**THE PROBLEM:**
Reproduce exactly, and only, the lines below from the one containing "use std::collections::BTreeMap;" through the one containing "let line = line?;".

── DATA

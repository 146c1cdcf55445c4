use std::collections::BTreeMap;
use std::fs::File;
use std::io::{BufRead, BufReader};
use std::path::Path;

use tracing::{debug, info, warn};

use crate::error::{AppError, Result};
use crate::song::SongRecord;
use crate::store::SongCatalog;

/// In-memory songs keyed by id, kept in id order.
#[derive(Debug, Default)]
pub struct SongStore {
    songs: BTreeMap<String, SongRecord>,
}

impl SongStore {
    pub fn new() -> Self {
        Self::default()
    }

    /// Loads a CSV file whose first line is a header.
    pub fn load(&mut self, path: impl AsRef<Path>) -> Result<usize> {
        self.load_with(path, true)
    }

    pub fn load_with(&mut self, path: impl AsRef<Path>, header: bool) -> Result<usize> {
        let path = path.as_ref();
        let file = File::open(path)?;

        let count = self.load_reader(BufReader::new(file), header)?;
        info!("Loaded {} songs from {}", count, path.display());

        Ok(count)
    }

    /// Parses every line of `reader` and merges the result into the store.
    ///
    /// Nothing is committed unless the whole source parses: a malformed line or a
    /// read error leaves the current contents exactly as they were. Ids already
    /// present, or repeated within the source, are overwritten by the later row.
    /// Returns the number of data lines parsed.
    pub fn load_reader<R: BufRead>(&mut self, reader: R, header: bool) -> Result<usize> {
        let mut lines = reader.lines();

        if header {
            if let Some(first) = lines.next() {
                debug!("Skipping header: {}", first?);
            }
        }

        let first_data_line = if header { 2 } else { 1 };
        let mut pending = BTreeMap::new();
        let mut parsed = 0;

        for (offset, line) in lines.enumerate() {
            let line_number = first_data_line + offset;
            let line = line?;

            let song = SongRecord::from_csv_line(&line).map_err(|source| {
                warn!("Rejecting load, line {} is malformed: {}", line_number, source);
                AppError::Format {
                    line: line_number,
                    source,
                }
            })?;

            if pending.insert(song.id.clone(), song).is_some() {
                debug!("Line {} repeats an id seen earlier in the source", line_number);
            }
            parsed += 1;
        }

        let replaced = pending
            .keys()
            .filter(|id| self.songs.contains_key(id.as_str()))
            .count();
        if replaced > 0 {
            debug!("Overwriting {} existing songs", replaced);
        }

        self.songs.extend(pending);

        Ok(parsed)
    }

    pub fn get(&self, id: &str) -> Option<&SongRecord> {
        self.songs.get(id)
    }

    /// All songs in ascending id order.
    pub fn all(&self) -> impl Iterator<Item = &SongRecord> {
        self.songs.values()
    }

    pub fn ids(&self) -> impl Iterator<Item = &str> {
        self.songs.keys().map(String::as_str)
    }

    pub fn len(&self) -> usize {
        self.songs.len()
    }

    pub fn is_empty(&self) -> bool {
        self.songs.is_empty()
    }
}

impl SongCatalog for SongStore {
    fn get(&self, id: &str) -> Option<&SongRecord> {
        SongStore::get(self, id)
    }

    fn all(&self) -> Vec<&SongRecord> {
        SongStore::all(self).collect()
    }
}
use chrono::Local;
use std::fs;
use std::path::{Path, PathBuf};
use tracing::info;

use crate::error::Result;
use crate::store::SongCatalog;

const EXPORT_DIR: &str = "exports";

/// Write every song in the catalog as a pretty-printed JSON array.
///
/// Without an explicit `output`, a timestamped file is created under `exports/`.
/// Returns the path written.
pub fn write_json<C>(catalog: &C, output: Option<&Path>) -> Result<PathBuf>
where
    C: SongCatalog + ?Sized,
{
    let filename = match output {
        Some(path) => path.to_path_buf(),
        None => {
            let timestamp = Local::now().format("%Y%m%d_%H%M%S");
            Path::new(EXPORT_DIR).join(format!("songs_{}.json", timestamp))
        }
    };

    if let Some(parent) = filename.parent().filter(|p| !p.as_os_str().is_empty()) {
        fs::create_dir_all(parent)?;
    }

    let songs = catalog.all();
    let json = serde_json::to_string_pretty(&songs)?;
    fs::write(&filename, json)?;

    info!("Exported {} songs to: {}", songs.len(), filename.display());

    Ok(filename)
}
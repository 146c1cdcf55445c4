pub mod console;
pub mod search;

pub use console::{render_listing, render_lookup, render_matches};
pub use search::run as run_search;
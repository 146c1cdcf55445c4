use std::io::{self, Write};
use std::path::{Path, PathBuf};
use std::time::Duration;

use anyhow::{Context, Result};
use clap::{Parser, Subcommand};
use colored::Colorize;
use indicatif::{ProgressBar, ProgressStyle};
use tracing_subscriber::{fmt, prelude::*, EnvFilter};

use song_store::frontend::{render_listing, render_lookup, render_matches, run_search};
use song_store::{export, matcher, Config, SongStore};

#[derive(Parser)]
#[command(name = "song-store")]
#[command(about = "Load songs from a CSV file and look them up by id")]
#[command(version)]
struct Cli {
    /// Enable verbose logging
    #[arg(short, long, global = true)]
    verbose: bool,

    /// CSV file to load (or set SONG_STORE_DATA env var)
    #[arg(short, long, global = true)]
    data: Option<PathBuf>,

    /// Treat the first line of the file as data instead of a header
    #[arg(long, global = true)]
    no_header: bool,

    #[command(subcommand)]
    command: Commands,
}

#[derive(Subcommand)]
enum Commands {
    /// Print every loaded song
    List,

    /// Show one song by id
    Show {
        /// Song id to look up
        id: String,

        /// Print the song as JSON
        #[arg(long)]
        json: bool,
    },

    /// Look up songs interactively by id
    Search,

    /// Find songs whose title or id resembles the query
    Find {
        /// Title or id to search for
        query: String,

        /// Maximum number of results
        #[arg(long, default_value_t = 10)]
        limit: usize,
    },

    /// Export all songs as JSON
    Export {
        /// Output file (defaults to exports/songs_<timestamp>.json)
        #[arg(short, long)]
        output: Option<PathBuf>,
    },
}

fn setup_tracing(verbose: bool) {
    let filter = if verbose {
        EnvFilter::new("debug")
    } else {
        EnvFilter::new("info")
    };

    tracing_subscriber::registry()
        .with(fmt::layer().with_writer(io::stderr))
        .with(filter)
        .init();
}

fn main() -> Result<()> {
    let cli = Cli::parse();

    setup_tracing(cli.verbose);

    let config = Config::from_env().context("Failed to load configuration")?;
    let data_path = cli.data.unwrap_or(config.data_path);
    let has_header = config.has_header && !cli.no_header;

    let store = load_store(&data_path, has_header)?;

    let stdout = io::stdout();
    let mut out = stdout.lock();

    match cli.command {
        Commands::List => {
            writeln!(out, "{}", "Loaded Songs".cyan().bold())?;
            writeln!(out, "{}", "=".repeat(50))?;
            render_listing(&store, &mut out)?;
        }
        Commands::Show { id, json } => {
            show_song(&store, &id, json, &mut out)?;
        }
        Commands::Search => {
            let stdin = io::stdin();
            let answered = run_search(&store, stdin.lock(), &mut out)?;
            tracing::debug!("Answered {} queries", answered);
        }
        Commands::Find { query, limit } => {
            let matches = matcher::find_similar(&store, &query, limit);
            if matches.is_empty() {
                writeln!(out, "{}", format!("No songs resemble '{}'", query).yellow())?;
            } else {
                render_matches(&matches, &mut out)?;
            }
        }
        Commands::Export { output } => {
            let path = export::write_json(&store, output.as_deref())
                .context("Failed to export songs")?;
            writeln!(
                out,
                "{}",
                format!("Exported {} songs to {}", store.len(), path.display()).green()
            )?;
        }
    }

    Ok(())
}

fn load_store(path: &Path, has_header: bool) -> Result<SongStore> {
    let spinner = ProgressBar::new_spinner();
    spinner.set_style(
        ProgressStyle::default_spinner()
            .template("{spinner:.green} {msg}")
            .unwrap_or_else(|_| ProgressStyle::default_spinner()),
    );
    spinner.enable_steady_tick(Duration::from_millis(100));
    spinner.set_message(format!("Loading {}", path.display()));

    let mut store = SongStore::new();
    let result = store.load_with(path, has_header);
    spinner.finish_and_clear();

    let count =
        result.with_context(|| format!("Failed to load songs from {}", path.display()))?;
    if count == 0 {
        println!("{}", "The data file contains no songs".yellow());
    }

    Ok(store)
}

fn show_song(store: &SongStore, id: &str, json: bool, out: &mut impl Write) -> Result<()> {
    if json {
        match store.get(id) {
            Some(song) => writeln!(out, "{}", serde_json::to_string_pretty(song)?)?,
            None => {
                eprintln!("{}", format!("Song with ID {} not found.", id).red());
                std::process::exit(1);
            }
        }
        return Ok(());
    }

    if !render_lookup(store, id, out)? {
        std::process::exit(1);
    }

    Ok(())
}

────
── DATA

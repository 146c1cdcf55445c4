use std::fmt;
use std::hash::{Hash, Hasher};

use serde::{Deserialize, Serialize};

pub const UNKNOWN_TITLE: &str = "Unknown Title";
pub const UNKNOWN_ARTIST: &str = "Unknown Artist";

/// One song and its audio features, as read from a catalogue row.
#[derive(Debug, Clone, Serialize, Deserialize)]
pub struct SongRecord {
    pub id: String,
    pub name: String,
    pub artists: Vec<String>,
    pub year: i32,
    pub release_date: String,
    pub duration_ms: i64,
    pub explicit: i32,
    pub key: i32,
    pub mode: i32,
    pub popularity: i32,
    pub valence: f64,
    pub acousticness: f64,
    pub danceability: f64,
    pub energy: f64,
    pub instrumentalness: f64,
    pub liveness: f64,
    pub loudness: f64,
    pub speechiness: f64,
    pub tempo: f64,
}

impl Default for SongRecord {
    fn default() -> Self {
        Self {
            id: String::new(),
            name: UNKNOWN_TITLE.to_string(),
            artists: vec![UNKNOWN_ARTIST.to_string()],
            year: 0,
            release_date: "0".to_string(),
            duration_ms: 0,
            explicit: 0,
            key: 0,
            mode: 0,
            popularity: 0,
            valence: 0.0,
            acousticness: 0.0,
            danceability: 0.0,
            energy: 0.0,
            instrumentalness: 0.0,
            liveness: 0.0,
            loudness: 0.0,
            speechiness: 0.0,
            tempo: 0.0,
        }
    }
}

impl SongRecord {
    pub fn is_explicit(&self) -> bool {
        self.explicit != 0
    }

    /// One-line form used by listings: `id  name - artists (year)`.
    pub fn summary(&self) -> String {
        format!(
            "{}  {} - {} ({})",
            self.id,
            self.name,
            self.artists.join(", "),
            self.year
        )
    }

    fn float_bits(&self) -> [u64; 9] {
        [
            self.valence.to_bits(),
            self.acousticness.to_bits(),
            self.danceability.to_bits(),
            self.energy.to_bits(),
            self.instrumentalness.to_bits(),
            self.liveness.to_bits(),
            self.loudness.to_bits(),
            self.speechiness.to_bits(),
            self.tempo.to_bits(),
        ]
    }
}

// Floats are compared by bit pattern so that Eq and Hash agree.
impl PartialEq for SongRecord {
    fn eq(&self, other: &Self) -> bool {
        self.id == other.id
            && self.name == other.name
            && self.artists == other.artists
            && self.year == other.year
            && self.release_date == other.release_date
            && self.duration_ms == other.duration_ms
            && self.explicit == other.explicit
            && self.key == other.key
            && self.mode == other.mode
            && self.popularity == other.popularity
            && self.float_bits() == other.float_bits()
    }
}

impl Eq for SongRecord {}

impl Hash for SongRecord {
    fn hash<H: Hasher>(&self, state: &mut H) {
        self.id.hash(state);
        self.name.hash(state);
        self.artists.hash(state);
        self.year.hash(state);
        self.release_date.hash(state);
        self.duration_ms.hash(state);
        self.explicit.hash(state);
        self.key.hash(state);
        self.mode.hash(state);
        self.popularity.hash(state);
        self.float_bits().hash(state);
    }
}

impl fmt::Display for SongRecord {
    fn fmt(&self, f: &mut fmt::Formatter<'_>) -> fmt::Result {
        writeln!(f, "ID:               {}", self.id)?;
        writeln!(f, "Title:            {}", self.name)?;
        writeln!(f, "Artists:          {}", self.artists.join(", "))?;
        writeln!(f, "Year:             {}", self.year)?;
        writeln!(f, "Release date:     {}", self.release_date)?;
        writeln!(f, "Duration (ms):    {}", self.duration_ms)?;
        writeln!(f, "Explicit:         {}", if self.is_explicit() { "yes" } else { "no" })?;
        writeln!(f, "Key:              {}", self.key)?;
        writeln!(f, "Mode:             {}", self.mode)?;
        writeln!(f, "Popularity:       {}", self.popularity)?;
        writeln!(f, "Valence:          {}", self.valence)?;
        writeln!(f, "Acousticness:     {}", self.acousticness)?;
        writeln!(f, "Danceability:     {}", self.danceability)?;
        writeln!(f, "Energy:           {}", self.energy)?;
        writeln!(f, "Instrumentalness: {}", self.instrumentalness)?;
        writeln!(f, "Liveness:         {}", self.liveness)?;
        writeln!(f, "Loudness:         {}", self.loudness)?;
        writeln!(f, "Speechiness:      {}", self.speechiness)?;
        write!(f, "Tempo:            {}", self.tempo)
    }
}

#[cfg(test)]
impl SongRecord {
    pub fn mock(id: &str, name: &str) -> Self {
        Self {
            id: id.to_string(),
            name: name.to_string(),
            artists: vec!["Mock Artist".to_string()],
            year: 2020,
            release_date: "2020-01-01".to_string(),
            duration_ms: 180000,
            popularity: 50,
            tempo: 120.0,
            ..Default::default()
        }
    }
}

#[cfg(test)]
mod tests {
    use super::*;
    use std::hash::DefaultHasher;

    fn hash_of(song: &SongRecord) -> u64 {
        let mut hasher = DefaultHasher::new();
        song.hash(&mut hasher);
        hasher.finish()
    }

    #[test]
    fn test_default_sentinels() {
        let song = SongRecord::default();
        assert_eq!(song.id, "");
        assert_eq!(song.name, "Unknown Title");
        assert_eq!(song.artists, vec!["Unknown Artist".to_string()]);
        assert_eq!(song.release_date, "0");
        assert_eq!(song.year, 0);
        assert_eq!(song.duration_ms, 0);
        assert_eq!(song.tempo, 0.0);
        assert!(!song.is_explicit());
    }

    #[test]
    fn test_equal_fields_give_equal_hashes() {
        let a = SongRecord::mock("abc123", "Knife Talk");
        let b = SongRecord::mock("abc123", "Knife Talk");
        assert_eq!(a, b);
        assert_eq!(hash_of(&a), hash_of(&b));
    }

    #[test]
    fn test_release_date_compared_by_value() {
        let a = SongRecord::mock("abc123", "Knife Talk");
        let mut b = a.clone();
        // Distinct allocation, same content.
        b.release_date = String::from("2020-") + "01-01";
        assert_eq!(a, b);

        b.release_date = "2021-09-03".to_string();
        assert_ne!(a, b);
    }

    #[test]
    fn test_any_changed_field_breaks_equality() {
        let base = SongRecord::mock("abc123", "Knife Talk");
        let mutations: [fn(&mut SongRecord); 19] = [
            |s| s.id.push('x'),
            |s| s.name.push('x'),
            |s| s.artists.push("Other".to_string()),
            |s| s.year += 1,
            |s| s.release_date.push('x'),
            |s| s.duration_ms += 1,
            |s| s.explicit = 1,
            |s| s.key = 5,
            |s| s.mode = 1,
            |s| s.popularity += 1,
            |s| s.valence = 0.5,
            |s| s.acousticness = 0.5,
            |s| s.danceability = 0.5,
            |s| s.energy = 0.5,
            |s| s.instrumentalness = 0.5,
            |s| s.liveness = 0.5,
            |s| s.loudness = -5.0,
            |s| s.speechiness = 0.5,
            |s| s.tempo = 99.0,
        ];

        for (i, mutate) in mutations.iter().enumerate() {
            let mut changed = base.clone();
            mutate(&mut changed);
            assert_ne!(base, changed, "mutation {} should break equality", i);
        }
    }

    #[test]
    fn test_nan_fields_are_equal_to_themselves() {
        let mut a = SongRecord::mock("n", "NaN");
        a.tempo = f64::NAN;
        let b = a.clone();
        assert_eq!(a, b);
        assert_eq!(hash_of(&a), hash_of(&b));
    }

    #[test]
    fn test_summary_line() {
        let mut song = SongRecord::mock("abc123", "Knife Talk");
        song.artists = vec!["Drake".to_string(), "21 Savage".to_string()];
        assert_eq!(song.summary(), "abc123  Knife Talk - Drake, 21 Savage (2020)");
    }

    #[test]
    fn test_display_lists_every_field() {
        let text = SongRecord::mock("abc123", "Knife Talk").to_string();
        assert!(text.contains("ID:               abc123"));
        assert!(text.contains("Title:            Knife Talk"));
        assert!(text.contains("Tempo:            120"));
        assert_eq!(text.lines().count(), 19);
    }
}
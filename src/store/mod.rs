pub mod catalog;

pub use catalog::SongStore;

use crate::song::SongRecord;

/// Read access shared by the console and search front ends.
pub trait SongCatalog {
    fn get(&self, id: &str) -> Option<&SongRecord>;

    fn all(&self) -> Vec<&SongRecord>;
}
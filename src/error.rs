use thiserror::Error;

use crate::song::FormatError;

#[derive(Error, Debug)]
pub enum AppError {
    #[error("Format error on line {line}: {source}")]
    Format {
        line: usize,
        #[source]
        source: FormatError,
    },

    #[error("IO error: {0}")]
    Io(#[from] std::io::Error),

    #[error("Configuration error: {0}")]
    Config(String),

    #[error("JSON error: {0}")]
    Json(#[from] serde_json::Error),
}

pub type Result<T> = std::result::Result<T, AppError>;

────
── DATA

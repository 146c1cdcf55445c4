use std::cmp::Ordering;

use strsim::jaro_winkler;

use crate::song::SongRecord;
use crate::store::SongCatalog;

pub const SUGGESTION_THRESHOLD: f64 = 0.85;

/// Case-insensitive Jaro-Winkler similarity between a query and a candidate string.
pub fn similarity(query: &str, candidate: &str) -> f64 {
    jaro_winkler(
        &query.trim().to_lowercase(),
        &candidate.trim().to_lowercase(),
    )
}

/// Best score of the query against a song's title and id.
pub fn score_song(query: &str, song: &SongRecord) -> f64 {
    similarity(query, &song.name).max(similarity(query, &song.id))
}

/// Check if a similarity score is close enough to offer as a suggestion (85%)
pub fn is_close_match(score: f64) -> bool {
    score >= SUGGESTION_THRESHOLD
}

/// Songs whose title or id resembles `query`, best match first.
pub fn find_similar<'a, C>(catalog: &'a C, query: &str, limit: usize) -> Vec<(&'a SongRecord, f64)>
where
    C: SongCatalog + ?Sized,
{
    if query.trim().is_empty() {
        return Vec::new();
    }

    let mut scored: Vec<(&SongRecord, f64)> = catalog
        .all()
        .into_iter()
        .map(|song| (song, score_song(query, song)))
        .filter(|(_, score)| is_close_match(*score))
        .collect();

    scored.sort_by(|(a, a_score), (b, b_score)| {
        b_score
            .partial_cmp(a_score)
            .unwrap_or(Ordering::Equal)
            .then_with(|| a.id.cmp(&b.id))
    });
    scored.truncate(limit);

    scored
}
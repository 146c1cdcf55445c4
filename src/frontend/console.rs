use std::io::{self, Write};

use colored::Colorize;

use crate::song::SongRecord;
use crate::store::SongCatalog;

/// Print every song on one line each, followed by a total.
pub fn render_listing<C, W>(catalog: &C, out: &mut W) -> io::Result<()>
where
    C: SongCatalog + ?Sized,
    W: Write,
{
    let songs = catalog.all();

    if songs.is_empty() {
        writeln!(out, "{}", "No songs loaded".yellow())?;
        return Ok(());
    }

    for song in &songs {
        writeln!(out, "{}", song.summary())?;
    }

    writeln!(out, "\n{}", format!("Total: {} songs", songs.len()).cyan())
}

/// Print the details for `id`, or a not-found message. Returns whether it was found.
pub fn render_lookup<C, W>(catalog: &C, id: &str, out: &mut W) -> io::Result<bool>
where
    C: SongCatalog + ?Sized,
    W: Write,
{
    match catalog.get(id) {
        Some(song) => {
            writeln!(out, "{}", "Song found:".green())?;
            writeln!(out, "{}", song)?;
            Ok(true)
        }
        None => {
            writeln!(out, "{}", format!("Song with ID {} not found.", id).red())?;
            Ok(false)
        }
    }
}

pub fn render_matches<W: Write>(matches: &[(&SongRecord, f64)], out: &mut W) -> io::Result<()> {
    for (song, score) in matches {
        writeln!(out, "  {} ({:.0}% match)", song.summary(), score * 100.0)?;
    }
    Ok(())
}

────

**REPLY:**
use std::collections::BTreeMap;
use std::fs::File;
use std::io::{BufRead, BufReader};
use std::path::Path;

use tracing::{debug, info, warn};

use crate::error::{AppError, Result};
use crate::song::SongRecord;
use crate::store::SongCatalog;

/// In-memory songs keyed by id, kept in id order.
#[derive(Debug, Default)]
pub struct SongStore {
    songs: BTreeMap<String, SongRecord>,
}

impl SongStore {
    pub fn new() -> Self {
        Self::default()
    }

    /// Loads a CSV file whose first line is a header.
    pub fn load(&mut self, path: impl AsRef<Path>) -> Result<usize> {
        self.load_with(path, true)
    }

    pub fn load_with(&mut self, path: impl AsRef<Path>, header: bool) -> Result<usize> {
        let path = path.as_ref();
        let file = File::open(path)?;

        let count = self.load_reader(BufReader::new(file), header)?;
        info!("Loaded {} songs from {}", count, path.display());

        Ok(count)
    }

    /// Parses every line of `reader` and merges the result into the store.
    ///
    /// Nothing is committed unless the whole source parses: a malformed line or a
    /// read error leaves the current contents exactly as they were. Ids already
    /// present, or repeated within the source, are overwritten by the later row.
    /// Returns the number of data lines parsed.
    pub fn load_reader<R: BufRead>(&mut self, reader: R, header: bool) -> Result<usize> {
        let mut lines = reader.lines();

        if header {
            if let Some(first) = lines.next() {
                debug!("Skipping header: {}", first?);
            }
        }

        let first_data_line = if header { 2 } else { 1 };
        let mut pending = BTreeMap::new();
        let mut parsed = 0;

        for (offset, line) in lines.enumerate() {
            let line_number = first_data_line + offset;
            let line = line?;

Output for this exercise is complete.